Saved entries
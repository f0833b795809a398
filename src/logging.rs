//! Logging setup for `lockrun` using `tracing` + `tracing-subscriber`.
//!
//! Priority for determining the log level:
//! 1. `--log-level` CLI flag (if provided)
//! 2. `LOCKRUN_LOG` environment variable, as an `EnvFilter` directive
//!    (e.g. "info", "lockrun_etcd=debug")
//! 3. default to `info`
//!
//! Logs are sent to STDERR; the command's own output streams are left
//! untouched.

use anyhow::{Result, anyhow};
use tracing_subscriber::{EnvFilter, fmt};

use crate::cli::LogLevel;

/// Environment variable consulted when no `--log-level` is given.
pub const LOG_ENV: &str = "LOCKRUN_LOG";

/// Initialise global logging subscriber.
///
/// Fails if a subscriber is already installed.
pub fn init_logging(cli_level: Option<LogLevel>) -> Result<()> {
    let filter = match cli_level {
        Some(level) => EnvFilter::new(directive(level)),
        None => EnvFilter::try_from_env(LOG_ENV).unwrap_or_else(|_| EnvFilter::new("info")),
    };

    fmt()
        .with_env_filter(filter)
        .with_target(true)
        .with_thread_ids(false)
        .with_thread_names(false)
        .with_writer(std::io::stderr)
        .try_init()
        .map_err(|e| anyhow!("can't initialise logging: {e}"))
}

fn directive(level: LogLevel) -> &'static str {
    match level {
        LogLevel::Error => "error",
        LogLevel::Warn => "warn",
        LogLevel::Info => "info",
        LogLevel::Debug => "debug",
        LogLevel::Trace => "trace",
    }
}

TASK DETAILS:
Every line of the data above should be retyped precisely.

COMPLETED TASK:
repository f0833b795809a398
filename src/logging.rs
//! Logging setup for `lockrun` using `tracing` + `tracing-subscriber`.
//!
//! Priority for determining the log level:
//! 1. `--log-level` CLI flag (if provided)
//! 2. `LOCKRUN_LOG` environment variable, as an `EnvFilter` directive
//!    (e.g. "info", "lockrun_etcd=debug")
//! 3. default to `info`
//!
//! Logs are sent to STDERR; the command's own output streams are left
//! untouched.

use anyhow::{Result, anyhow};
use tracing_subscriber::{EnvFilter, fmt};

use crate::cli::LogLevel;

/// Environment variable consulted when no `--log-level` is given.
pub const LOG_ENV: &str = "LOCKRUN_LOG";

/// Initialise global logging subscriber.
///
/// Fails if a subscriber is already installed.
pub fn init_logging(cli_level: Option<LogLevel>) -> Result<()> {
    let filter = match cli_level {
        Some(level) => EnvFilter::new(directive(level)),
        None => EnvFilter::try_from_env(LOG_ENV).unwrap_or_else(|_| EnvFilter::new("info")),
    };

    fmt()
        .with_env_filter(filter)
        .with_target(true)
        .with_thread_ids(false)
        .with_thread_names(false)
        .with_writer(std::io::stderr)
        .try_init()
        .map_err(|e| anyhow!("can't initialise logging: {e}"))
}

fn directive(level: LogLevel) -> &'static str {
    match level {
        LogLevel::Error => "error",
        LogLevel::Warn => "warn",
        LogLevel::Info => "info",
        LogLevel::Debug => "debug",
        LogLevel::Trace => "trace",
    }
}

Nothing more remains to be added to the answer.